Extract each line of the data and write it out again exactly.

Stored dataset items:
=======
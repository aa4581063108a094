//!
//! # Def Data Model
//!
//! Shared primitives of the DEF routing model:
//! coordinates, orientations, keyword enumerations, versions, and the crate-wide error type.
//!

// Crates.io Imports
use derive_more::{Add, AddAssign, Sub, SubAssign};
use once_cell::sync::Lazy;
use schemars::JsonSchema;
use serde::{Deserialize, Serialize};

// Local Imports
use crate::enumstr::EnumStr;

/// # DefInt
///
/// Integer type of all DEF database-unit coordinates, widths, and offsets.
pub type DefInt = i32;

///
/// # DefDecimal
///
/// Decimal-valued data, primarily DEF version numbers.
/// Uses [rust_decimal](https://crates.io/crates/rust_decimal) internally.
///
pub type DefDecimal = rust_decimal::Decimal;

// Static short-hands for the DEF versions which gate writer features.
pub(crate) static V5P8: Lazy<DefDecimal> = Lazy::new(|| DefDecimal::new(58, 1));

/// # Def X-Y Point
///
/// Specified in integer database units.
/// Supports the common arithmetic operators (Add, Sub, increment, etc.).
#[derive(
    Clone,
    Copy,
    Default,
    Debug,
    Deserialize,
    Serialize,
    JsonSchema,
    PartialEq,
    Eq,
    Hash,
    Add,
    AddAssign,
    Sub,
    SubAssign,
)]
pub struct DefPoint {
    pub x: DefInt,
    pub y: DefInt,
}
impl DefPoint {
    /// Create a new [DefPoint]
    pub fn new(x: DefInt, y: DefInt) -> Self {
        Self { x, y }
    }
}
impl std::fmt::Display for DefPoint {
    fn fmt(&self, f: &mut std::fmt::Formatter) -> std::fmt::Result {
        write!(f, "( {} {} )", self.x, self.y)
    }
}

enumstr!(
    /// # Def Orientation
    ///
    /// The eight placement orientations, in the order of their integer codes 0 through 7.
    DefOrient {
        N: "N",
        W: "W",
        S: "S",
        E: "E",
        FN: "FN",
        FW: "FW",
        FS: "FS",
        FE: "FE",
    }
);
impl DefOrient {
    /// Create from integer orientation-code `code`, in the range 0-7.
    /// Returns `None` for codes outside it.
    pub fn from_code(code: i32) -> Option<Self> {
        let idx = usize::try_from(code).ok()?;
        Self::variants().get(idx).copied()
    }
    /// Integer orientation-code of `self`
    pub fn code(&self) -> i32 {
        match self {
            Self::N => 0,
            Self::W => 1,
            Self::S => 2,
            Self::E => 3,
            Self::FN => 4,
            Self::FW => 5,
            Self::FS => 6,
            Self::FE => 7,
        }
    }
}
impl TryFrom<i32> for DefOrient {
    type Error = DefError;
    fn try_from(code: i32) -> Result<Self, Self::Error> {
        Self::from_code(code).ok_or_else(|| DefError::Str(format!("Invalid orientation code {code}")))
    }
}

enumstr!(
    /// # Wire Route Status
    ///
    /// Leading keyword of each wire, e.g. the `ROUTED` in `+ ROUTED M1 ( 0 0 ) ...`.
    /// `SHIELD` is valid only in special nets, and is paired with the shielded net's name.
    DefRouteStatus {
        Cover: "COVER",
        Fixed: "FIXED",
        Routed: "ROUTED",
        NoShield: "NOSHIELD",
        Shield: "SHIELD",
    }
);

enumstr!(
    /// # Net Usage
    DefNetUse {
        Signal: "SIGNAL",
        Power: "POWER",
        Ground: "GROUND",
        Clock: "CLOCK",
        TieOff: "TIEOFF",
        Analog: "ANALOG",
        Scan: "SCAN",
        Reset: "RESET",
    }
);

/// # Net Kind
///
/// Whether a net is declared in the `NETS` or the `SPECIALNETS` section.
/// Special nets carry explicit wire widths and shapes, and far more paths per wire.
#[derive(Clone, Copy, Debug, Default, Deserialize, Serialize, JsonSchema, PartialEq, Eq, Hash)]
pub enum NetKind {
    #[default]
    Regular,
    Special,
}

enumstr!(
    /// # Def Key(Word)s
    ///
    /// Enumerated keywords used in DEF routing generation.
    /// As in LEF, DEF keywords are context-dependent rather than reserved.
    /// [DefKey]s are always written in upper-case.
    ///
    DefKey {
        Version: "VERSION",
        Nets: "NETS",
        SpecialNets: "SPECIALNETS",
        End: "END",
        New: "NEW",
        Taper: "TAPER",
        TaperRule: "TAPERRULE",
        Shape: "SHAPE",
        Style: "STYLE",
        Mask: "MASK",
        Rect: "RECT",
        Virtual: "VIRTUAL",
        Do: "DO",
        By: "BY",
        Step: "STEP",
        MustJoin: "MUSTJOIN",
        Synthesized: "SYNTHESIZED",
        NonDefaultRule: "NONDEFAULTRULE",
        ShieldNet: "SHIELDNET",
        Subnet: "SUBNET",
        Use: "USE",
        Weight: "WEIGHT",
    }
);

/// # Def Error Enumeration
#[derive(Debug)]
pub enum DefError {
    /// Errors in an owner record's state, e.g. adding a wire-path to a net with no wires
    Owner { record: String, msg: String },
    /// Content not supported by the DEF version being written
    Version { key: DefKey, version: DefDecimal },
    /// Wrapped errors, generally from other crates
    Boxed(Box<dyn std::error::Error>),
    /// String message-valued errors
    Str(String),
}
impl DefError {
    /// Create an error-variant [Result] from a string-convertible message
    pub fn fail<T>(msg: impl Into<String>) -> DefResult<T> {
        Err(Self::Str(msg.into()))
    }
}
impl From<std::io::Error> for DefError {
    fn from(e: std::io::Error) -> Self {
        Self::Boxed(Box::new(e))
    }
}
impl From<serde_json::Error> for DefError {
    fn from(e: serde_json::Error) -> Self {
        Self::Boxed(Box::new(e))
    }
}
impl From<serde_yaml::Error> for DefError {
    fn from(e: serde_yaml::Error) -> Self {
        Self::Boxed(Box::new(e))
    }
}
impl From<toml::ser::Error> for DefError {
    fn from(e: toml::ser::Error) -> Self {
        Self::Boxed(Box::new(e))
    }
}
impl From<toml::de::Error> for DefError {
    fn from(e: toml::de::Error) -> Self {
        Self::Boxed(Box::new(e))
    }
}
impl From<std::str::Utf8Error> for DefError {
    fn from(e: std::str::Utf8Error) -> Self {
        Self::Boxed(Box::new(e))
    }
}
impl From<String> for DefError {
    /// Convert string-based errors by wrapping them
    fn from(e: String) -> Self {
        Self::Str(e)
    }
}
impl From<&str> for DefError {
    /// Convert string-based errors by wrapping them
    fn from(e: &str) -> Self {
        Self::Str(e.into())
    }
}
impl std::fmt::Display for DefError {
    /// Delegates to the [Debug] implementation
    fn fmt(&self, f: &mut std::fmt::Formatter<'_>) -> Result<(), std::fmt::Error> {
        std::fmt::Debug::fmt(self, f)
    }
}
impl std::error::Error for DefError {}

/// Def21 Library-Wide Result Type
pub type DefResult<T> = Result<T, DefError>;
=======
Answer section »
repository aa4581063108a094
//!
//! # Def Data Model
//!
//! Shared primitives of the DEF routing model:
//! coordinates, orientations, keyword enumerations, versions, and the crate-wide error type.
//!

// Crates.io Imports
use derive_more::{Add, AddAssign, Sub, SubAssign};
use once_cell::sync::Lazy;
use schemars::JsonSchema;
use serde::{Deserialize, Serialize};

// Local Imports
use crate::enumstr::EnumStr;

/// # DefInt
///
/// Integer type of all DEF database-unit coordinates, widths, and offsets.
pub type DefInt = i32;

///
/// # DefDecimal
///
/// Decimal-valued data, primarily DEF version numbers.
/// Uses [rust_decimal](https://crates.io/crates/rust_decimal) internally.
///
pub type DefDecimal = rust_decimal::Decimal;

// Static short-hands for the DEF versions which gate writer features.
pub(crate) static V5P8: Lazy<DefDecimal> = Lazy::new(|| DefDecimal::new(58, 1));

/// # Def X-Y Point
///
/// Specified in integer database units.
/// Supports the common arithmetic operators (Add, Sub, increment, etc.).
#[derive(
    Clone,
    Copy,
    Default,
    Debug,
    Deserialize,
    Serialize,
    JsonSchema,
    PartialEq,
    Eq,
    Hash,
    Add,
    AddAssign,
    Sub,
    SubAssign,
)]
pub struct DefPoint {
    pub x: DefInt,
    pub y: DefInt,
}
impl DefPoint {
    /// Create a new [DefPoint]
    pub fn new(x: DefInt, y: DefInt) -> Self {
        Self { x, y }
    }
}
impl std::fmt::Display for DefPoint {
    fn fmt(&self, f: &mut std::fmt::Formatter) -> std::fmt::Result {
        write!(f, "( {} {} )", self.x, self.y)
    }
}

enumstr!(
    /// # Def Orientation
    ///
    /// The eight placement orientations, in the order of their integer codes 0 through 7.
    DefOrient {
        N: "N",
        W: "W",
        S: "S",
        E: "E",
        FN: "FN",
        FW: "FW",
        FS: "FS",
        FE: "FE",
    }
);
impl DefOrient {
    /// Create from integer orientation-code `code`, in the range 0-7.
    /// Returns `None` for codes outside it.
    pub fn from_code(code: i32) -> Option<Self> {
        let idx = usize::try_from(code).ok()?;
        Self::variants().get(idx).copied()
    }
    /// Integer orientation-code of `self`
    pub fn code(&self) -> i32 {
        match self {
            Self::N => 0,
            Self::W => 1,
            Self::S => 2,
            Self::E => 3,
            Self::FN => 4,
            Self::FW => 5,
            Self::FS => 6,
            Self::FE => 7,
        }
    }
}
impl TryFrom<i32> for DefOrient {
    type Error = DefError;
    fn try_from(code: i32) -> Result<Self, Self::Error> {
        Self::from_code(code).ok_or_else(|| DefError::Str(format!("Invalid orientation code {code}")))
    }
}

enumstr!(
    /// # Wire Route Status
    ///
    /// Leading keyword of each wire, e.g. the `ROUTED` in `+ ROUTED M1 ( 0 0 ) ...`.
    /// `SHIELD` is valid only in special nets, and is paired with the shielded net's name.
    DefRouteStatus {
        Cover: "COVER",
        Fixed: "FIXED",
        Routed: "ROUTED",
        NoShield: "NOSHIELD",
        Shield: "SHIELD",
    }
);

enumstr!(
    /// # Net Usage
    DefNetUse {
        Signal: "SIGNAL",
        Power: "POWER",
        Ground: "GROUND",
        Clock: "CLOCK",
        TieOff: "TIEOFF",
        Analog: "ANALOG",
        Scan: "SCAN",
        Reset: "RESET",
    }
);

/// # Net Kind
///
/// Whether a net is declared in the `NETS` or the `SPECIALNETS` section.
/// Special nets carry explicit wire widths and shapes, and far more paths per wire.
#[derive(Clone, Copy, Debug, Default, Deserialize, Serialize, JsonSchema, PartialEq, Eq, Hash)]
pub enum NetKind {
    #[default]
    Regular,
    Special,
}

enumstr!(
    /// # Def Key(Word)s
    ///
    /// Enumerated keywords used in DEF routing generation.
    /// As in LEF, DEF keywords are context-dependent rather than reserved.
    /// [DefKey]s are always written in upper-case.
    ///
    DefKey {
        Version: "VERSION",
        Nets: "NETS",
        SpecialNets: "SPECIALNETS",
        End: "END",
        New: "NEW",
        Taper: "TAPER",
        TaperRule: "TAPERRULE",
        Shape: "SHAPE",
        Style: "STYLE",
        Mask: "MASK",
        Rect: "RECT",
        Virtual: "VIRTUAL",
        Do: "DO",
        By: "BY",
        Step: "STEP",
        MustJoin: "MUSTJOIN",
        Synthesized: "SYNTHESIZED",
        NonDefaultRule: "NONDEFAULTRULE",
        ShieldNet: "SHIELDNET",
        Subnet: "SUBNET",
        Use: "USE",
        Weight: "WEIGHT",
    }
);

/// # Def Error Enumeration
#[derive(Debug)]
pub enum DefError {
    /// Errors in an owner record's state, e.g. adding a wire-path to a net with no wires
    Owner { record: String, msg: String },
    /// Content not supported by the DEF version being written
    Version { key: DefKey, version: DefDecimal },
    /// Wrapped errors, generally from other crates
    Boxed(Box<dyn std::error::Error>),
    /// String message-valued errors
    Str(String),
}
impl DefError {
    /// Create an error-variant [Result] from a string-convertible message
    pub fn fail<T>(msg: impl Into<String>) -> DefResult<T> {
        Err(Self::Str(msg.into()))
    }
}
impl From<std::io::Error> for DefError {
    fn from(e: std::io::Error) -> Self {
        Self::Boxed(Box::new(e))
    }
}
impl From<serde_json::Error> for DefError {
    fn from(e: serde_json::Error) -> Self {
        Self::Boxed(Box::new(e))
    }
}
impl From<serde_yaml::Error> for DefError {
    fn from(e: serde_yaml::Error) -> Self {
        Self::Boxed(Box::new(e))
    }
}
impl From<toml::ser::Error> for DefError {
    fn from(e: toml::ser::Error) -> Self {
        Self::Boxed(Box::new(e))
    }
}
impl From<toml::de::Error> for DefError {
    fn from(e: toml::de::Error) -> Self {
        Self::Boxed(Box::new(e))
    }
}
impl From<std::str::Utf8Error> for DefError {
    fn from(e: std::str::Utf8Error) -> Self {
        Self::Boxed(Box::new(e))
    }
}
impl From<String> for DefError {
    /// Convert string-based errors by wrapping them
    fn from(e: String) -> Self {
        Self::Str(e)
    }
}
impl From<&str> for DefError {
    /// Convert string-based errors by wrapping them
    fn from(e: &str) -> Self {
        Self::Str(e.into())
    }
}
impl std::fmt::Display for DefError {
    /// Delegates to the [Debug] implementation
    fn fmt(&self, f: &mut std::fmt::Formatter<'_>) -> Result<(), std::fmt::Error> {
        std::fmt::Debug::fmt(self, f)
    }
}
impl std::error::Error for DefError {}

/// Def21 Library-Wide Result Type
pub type DefResult<T> = Result<T, DefError>;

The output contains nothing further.